There is a haunting story from the UK Sun.
A UK study on what happens to cardiac arrest patients (where the heart stops) that "come back to life" indicates that brain activity continues after death. Specifically, a person's consciousness continues to work after the person has died. In other words, your brain knows you are dead when you die.
Dr. Sam Parnia and her team from New York University Langone School of Medicine set out to find the answer in a much less dangerous fashion, looking at studies in Europe and the US on people who experienced "out of body" death experiences.
“They’ll describe watching doctors and nurses working and they’ll describe having awareness of full conversations, of visual things that were going on, that would otherwise not be known to them,” Parnia said. Their recollections were also verified by medical staff who reported their patients could remember the details.
Death, in a medical sense, is when the heart stops beating and cuts off blood to the brain.
This means the brain’s functions also stop and can no longer keep the body alive.
Parnia explained that the brain’s cerebral cortex — the so-called “thinking part” of the brain — also slows down instantly, and flatlines, meaning that no brainwaves are visible on an electric monitor, within 2 to 20 seconds.
This study adds a factual context to several LOST theories.
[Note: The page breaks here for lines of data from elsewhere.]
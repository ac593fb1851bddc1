//! matcher.rs - The compiled matcher handed back to callers.
//!
//! `CompiledMatcher` wraps a `regex::Regex` built from a compact pattern and
//! keeps the compact source and flags alongside it, so callers can inspect
//! exactly what the engine was given.
//!
//! License: MIT OR APACHE 2.0

use std::fmt;

use log::debug;
use regex::{CaptureMatches, Captures, Match, Matches, Regex, RegexBuilder};

use crate::errors::XRegexError;
use crate::flags::MatcherFlags;

/// Size limit for a compiled matcher, same as for the engine's other
/// compiled rules.
pub const COMPILED_SIZE_LIMIT: usize = 10 * (1 << 20);

/// A matcher built from a compact pattern and a flags string.
#[derive(Debug, Clone)]
pub struct CompiledMatcher {
    source: String,
    flags: String,
    parsed_flags: MatcherFlags,
    regex: Regex,
}

impl CompiledMatcher {
    /// Builds a matcher from an already-compact pattern.
    ///
    /// Errors from the engine are returned as `MatcherConstruction` with the
    /// engine's error as the source. Nothing is pre-validated.
    pub fn new(source: impl Into<String>, flags: &str) -> Result<Self, XRegexError> {
        let source = source.into();
        let parsed_flags = MatcherFlags::parse(flags)?;

        let mut builder = RegexBuilder::new(&source);
        parsed_flags.configure(&mut builder).size_limit(COMPILED_SIZE_LIMIT);

        let regex = builder.build().map_err(|e| XRegexError::MatcherConstruction {
            source_text: source.clone(),
            source: e,
        })?;

        debug!("Built matcher /{}/{} with {} capture groups.", source, flags, regex.captures_len());

        Ok(Self {
            source,
            flags: flags.to_string(),
            parsed_flags,
            regex,
        })
    }

    /// The compact pattern text given to the engine.
    pub fn source(&self) -> &str {
        &self.source
    }

    /// The flags string exactly as supplied.
    pub fn flags(&self) -> &str {
        &self.flags
    }

    pub fn parsed_flags(&self) -> MatcherFlags {
        self.parsed_flags
    }

    pub fn is_global(&self) -> bool {
        self.parsed_flags.global
    }

    /// The underlying engine object, for anything not wrapped here.
    pub fn regex(&self) -> &Regex {
        &self.regex
    }

    pub fn is_match(&self, haystack: &str) -> bool {
        self.regex.is_match(haystack)
    }

    pub fn find<'h>(&self, haystack: &'h str) -> Option<Match<'h>> {
        self.regex.find(haystack)
    }

    pub fn find_iter<'r, 'h>(&'r self, haystack: &'h str) -> Matches<'r, 'h> {
        self.regex.find_iter(haystack)
    }

    pub fn captures<'h>(&self, haystack: &'h str) -> Option<Captures<'h>> {
        self.regex.captures(haystack)
    }

    pub fn captures_iter<'r, 'h>(&'r self, haystack: &'h str) -> CaptureMatches<'r, 'h> {
        self.regex.captures_iter(haystack)
    }

    /// Names of the named capture groups, in group order.
    pub fn capture_names(&self) -> impl Iterator<Item = &str> + '_ {
        self.regex.capture_names().flatten()
    }

    /// Every match when the matcher is global, otherwise at most the first.
    pub fn matches<'h>(&self, haystack: &'h str) -> Vec<Captures<'h>> {
        let limit = if self.is_global() { usize::MAX } else { 1 };
        self.regex.captures_iter(haystack).take(limit).collect()
    }
}

/// Renders as `/source/flags`.
impl fmt::Display for CompiledMatcher {
    fn fmt(&self, f: &mut fmt::Formatter<'_>) -> fmt::Result {
        write!(f, "/{}/{}", self.source, self.flags)
    }
}

#[cfg(test)]
mod tests {
    use super::*;

    #[test]
    fn test_new_keeps_source_and_flags() {
        let matcher = CompiledMatcher::new(r"(?<word>\w+)", "mg").unwrap();
        assert_eq!(matcher.source(), r"(?<word>\w+)");
        assert_eq!(matcher.flags(), "mg");
        assert!(matcher.is_global());
        assert_eq!(matcher.to_string(), r"/(?<word>\w+)/mg");
        assert_eq!(matcher.capture_names().collect::<Vec<_>>(), vec!["word"]);
    }

    #[test]
    fn test_wrapped_engine_calls() {
        let matcher = CompiledMatcher::new(r"(?<n>\d+)", "i").unwrap();
        assert_eq!(matcher.find("ab 12 34").map(|m| m.range()), Some(3..5));
        assert_eq!(matcher.captures_iter("1 2 3").count(), 3);
        assert_eq!(matcher.regex().as_str(), matcher.source());
        assert!(matcher.parsed_flags().ignore_case);
        assert!(matcher.captures("none").is_none());
    }

    #[test]
    fn test_matches_respects_global_flag() {
        let global = CompiledMatcher::new(r"\d", "g").unwrap();
        let single = CompiledMatcher::new(r"\d", "").unwrap();
        assert_eq!(global.matches("a1b2c3").len(), 3);
        assert_eq!(single.matches("a1b2c3").len(), 1);
        assert!(single.matches("abc").is_empty());
        assert_eq!(single.find_iter("a1b2c3").count(), 3);
    }

    #[test]
    fn test_invalid_pattern_is_construction_error() {
        let err = CompiledMatcher::new("(unclosed", "").unwrap_err();
        match &err {
            XRegexError::MatcherConstruction { source_text, .. } => assert_eq!(source_text, "(unclosed"),
            other => panic!("unexpected error: {:?}", other),
        }
        assert!(err.is_construction_error());
        assert!(std::error::Error::source(&err).is_some());
    }

    #[test]
    fn test_invalid_flags_fail_before_compilation() {
        let err = CompiledMatcher::new("(unclosed", "q").unwrap_err();
        assert!(matches!(err, XRegexError::UnsupportedFlag('q')));
    }

    #[test]
    fn test_flags_reach_the_engine() {
        let matcher = CompiledMatcher::new("^b.c$", "ims").unwrap();
        assert!(matcher.is_match("a\nB\nC"));
        assert!(!CompiledMatcher::new("^b.c$", "").unwrap().is_match("a\nB\nC"));
    }
}
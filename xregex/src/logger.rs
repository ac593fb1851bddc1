// xregex/src/logger.rs
//! Logger setup for the xregex binary and its tests.

use env_logger::{Builder, Env};
use log::LevelFilter;

/// Installs `env_logger`.
///
/// With `Some(level)` the level applies to every module and `RUST_LOG` is
/// ignored. With `None`, `RUST_LOG` decides and defaults to `warn`. Calling it
/// again after a logger is installed is a no-op.
pub fn init_logger(level: Option<LevelFilter>) {
    let mut builder = match level {
        Some(level) => {
            let mut builder = Builder::new();
            builder.filter_level(level);
            builder
        }
        None => Builder::from_env(Env::default().default_filter_or("warn")),
    };

    builder.format_timestamp(None).target(env_logger::Target::Stderr);

    if builder.try_init().is_ok() {
        log::debug!("Logger initialized (requested level: {:?}).", level);
    }
}

/// Maps the global CLI switches onto a level. `--quiet` wins over `--debug`.
pub fn level_from_flags(quiet: bool, debug: bool) -> Option<LevelFilter> {
    if quiet {
        Some(LevelFilter::Off)
    } else if debug {
        Some(LevelFilter::Debug)
    } else {
        None
    }
}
For those who believe that the series premise was contained inside the mind(s) of a character, then the after death experiences (which could seem to last for a long time like short REM dreams) could explain LOST's mysteries and inconsistent parts. For those who believe that LOST was staged in the after life underworld, the vivid life and death dreamscapes could be from the moments right after death - - - the brain pulling memories, fantasies and information from a still-active brain after the body has died.